TASK DETAILS: Work out how many lines in the data hold the string "domain". Reply with only that number.

▶

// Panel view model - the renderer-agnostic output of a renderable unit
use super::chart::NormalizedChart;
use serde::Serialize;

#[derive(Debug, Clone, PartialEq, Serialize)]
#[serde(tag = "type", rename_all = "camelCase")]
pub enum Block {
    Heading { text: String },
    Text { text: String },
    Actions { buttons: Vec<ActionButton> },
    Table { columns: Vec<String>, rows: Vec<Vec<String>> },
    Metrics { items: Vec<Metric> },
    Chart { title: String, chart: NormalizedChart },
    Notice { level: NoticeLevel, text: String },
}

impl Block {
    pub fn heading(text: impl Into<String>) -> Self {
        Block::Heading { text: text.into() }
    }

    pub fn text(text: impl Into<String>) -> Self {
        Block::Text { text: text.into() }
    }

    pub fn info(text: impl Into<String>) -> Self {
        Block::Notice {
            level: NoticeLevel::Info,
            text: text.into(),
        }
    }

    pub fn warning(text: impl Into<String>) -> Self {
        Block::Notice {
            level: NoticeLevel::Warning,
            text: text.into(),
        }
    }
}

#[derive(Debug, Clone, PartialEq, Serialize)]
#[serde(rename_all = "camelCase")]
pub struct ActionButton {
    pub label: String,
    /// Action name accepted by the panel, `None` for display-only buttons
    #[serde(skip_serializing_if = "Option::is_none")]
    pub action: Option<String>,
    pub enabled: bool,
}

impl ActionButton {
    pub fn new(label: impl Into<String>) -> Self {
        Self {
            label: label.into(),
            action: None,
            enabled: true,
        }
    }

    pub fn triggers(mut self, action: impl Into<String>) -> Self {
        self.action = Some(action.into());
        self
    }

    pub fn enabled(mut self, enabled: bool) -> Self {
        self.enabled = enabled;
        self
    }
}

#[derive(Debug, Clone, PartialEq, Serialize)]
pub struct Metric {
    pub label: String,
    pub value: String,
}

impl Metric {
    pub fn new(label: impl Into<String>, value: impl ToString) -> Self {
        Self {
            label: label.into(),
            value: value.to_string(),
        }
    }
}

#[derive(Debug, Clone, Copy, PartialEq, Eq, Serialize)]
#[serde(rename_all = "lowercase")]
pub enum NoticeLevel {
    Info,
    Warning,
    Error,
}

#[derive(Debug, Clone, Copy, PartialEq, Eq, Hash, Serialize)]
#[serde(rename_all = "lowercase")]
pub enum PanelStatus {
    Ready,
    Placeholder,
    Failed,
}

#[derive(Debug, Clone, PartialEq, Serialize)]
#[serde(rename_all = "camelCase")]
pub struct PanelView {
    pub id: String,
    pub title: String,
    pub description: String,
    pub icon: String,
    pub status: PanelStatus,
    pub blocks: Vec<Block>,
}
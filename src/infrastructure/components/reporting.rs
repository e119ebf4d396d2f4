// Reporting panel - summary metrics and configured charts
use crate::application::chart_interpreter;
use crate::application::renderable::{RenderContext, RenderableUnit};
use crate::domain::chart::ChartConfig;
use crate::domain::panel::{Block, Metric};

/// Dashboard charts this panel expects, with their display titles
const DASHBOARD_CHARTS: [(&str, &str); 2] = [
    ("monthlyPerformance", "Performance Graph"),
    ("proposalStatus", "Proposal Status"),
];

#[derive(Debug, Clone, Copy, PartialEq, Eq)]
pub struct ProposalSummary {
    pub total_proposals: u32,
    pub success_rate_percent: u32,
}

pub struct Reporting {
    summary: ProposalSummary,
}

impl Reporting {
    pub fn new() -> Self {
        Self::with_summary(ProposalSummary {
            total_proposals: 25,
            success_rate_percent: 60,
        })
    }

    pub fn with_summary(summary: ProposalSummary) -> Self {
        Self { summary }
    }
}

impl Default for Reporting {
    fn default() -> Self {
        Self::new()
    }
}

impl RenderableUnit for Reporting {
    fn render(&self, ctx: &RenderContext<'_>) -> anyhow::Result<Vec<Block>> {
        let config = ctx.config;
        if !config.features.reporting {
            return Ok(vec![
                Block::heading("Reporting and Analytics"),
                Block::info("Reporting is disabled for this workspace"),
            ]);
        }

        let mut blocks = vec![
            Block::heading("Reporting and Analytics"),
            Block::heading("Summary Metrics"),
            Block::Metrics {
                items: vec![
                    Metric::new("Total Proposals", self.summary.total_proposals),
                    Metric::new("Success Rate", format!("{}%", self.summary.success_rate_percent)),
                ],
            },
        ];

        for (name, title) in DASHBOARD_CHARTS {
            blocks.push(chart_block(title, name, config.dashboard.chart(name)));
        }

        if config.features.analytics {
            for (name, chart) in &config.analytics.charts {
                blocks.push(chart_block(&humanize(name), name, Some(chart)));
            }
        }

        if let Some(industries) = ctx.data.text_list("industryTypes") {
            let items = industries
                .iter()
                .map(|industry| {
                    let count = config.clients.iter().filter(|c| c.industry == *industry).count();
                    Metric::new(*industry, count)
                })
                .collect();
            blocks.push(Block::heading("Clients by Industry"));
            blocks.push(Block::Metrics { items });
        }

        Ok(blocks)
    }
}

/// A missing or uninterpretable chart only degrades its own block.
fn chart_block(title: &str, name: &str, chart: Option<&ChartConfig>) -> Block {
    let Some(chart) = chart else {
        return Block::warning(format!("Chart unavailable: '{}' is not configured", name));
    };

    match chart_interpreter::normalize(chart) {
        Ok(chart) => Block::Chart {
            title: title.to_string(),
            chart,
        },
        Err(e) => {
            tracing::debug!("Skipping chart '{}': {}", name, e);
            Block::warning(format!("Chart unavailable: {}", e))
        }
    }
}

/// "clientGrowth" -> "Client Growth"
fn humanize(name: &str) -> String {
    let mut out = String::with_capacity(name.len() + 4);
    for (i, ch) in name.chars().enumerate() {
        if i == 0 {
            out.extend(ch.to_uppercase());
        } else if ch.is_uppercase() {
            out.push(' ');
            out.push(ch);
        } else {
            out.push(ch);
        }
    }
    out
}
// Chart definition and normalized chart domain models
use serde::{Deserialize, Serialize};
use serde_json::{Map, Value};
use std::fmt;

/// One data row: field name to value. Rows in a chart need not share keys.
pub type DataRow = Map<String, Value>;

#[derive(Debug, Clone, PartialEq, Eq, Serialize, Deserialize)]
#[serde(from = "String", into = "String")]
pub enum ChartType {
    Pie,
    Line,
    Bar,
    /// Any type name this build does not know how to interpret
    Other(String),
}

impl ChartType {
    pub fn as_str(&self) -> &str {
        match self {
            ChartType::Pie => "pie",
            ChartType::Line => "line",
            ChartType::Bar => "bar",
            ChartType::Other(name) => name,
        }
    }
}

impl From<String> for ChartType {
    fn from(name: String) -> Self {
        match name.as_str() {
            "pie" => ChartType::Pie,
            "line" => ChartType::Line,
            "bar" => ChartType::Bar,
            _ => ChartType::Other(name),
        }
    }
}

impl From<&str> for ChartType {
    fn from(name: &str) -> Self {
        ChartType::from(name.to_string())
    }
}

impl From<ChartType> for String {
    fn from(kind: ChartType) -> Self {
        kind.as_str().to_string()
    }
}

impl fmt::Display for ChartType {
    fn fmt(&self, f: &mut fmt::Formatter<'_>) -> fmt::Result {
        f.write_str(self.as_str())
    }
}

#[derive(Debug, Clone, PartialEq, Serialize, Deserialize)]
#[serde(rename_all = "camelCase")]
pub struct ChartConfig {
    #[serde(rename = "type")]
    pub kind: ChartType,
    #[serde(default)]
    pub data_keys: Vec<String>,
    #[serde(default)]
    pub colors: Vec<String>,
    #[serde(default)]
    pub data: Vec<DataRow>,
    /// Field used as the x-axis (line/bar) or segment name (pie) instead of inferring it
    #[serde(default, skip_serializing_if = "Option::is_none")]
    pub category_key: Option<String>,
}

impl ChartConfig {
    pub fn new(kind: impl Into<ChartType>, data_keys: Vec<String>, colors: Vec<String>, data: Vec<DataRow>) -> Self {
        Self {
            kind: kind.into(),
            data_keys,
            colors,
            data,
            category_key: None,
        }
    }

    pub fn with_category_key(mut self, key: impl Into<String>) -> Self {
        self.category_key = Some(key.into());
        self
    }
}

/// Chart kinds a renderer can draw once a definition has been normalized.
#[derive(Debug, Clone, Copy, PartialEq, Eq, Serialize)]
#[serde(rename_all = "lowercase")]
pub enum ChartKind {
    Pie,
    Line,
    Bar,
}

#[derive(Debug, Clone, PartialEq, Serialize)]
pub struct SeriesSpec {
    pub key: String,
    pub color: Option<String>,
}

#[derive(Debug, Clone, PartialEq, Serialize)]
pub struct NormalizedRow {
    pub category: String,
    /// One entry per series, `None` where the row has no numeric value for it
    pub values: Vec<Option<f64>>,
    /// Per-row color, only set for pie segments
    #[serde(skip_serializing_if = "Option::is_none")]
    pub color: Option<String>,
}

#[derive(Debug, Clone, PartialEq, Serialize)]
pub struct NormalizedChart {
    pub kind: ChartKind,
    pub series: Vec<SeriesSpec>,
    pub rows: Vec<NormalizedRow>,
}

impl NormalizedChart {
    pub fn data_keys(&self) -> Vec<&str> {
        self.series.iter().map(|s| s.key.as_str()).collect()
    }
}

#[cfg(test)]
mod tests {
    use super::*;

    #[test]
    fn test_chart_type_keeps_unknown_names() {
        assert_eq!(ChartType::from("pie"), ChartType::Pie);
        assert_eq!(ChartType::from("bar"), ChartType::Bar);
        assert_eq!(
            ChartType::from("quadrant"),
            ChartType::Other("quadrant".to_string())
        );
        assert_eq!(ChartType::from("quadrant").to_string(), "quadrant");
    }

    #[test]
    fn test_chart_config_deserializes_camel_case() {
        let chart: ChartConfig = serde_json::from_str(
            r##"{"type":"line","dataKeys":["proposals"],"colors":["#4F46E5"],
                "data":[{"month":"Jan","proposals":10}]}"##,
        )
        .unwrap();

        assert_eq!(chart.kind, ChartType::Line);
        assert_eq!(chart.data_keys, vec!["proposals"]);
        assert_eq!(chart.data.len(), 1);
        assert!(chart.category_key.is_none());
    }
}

◀

EXERCISE OUTPUT: 3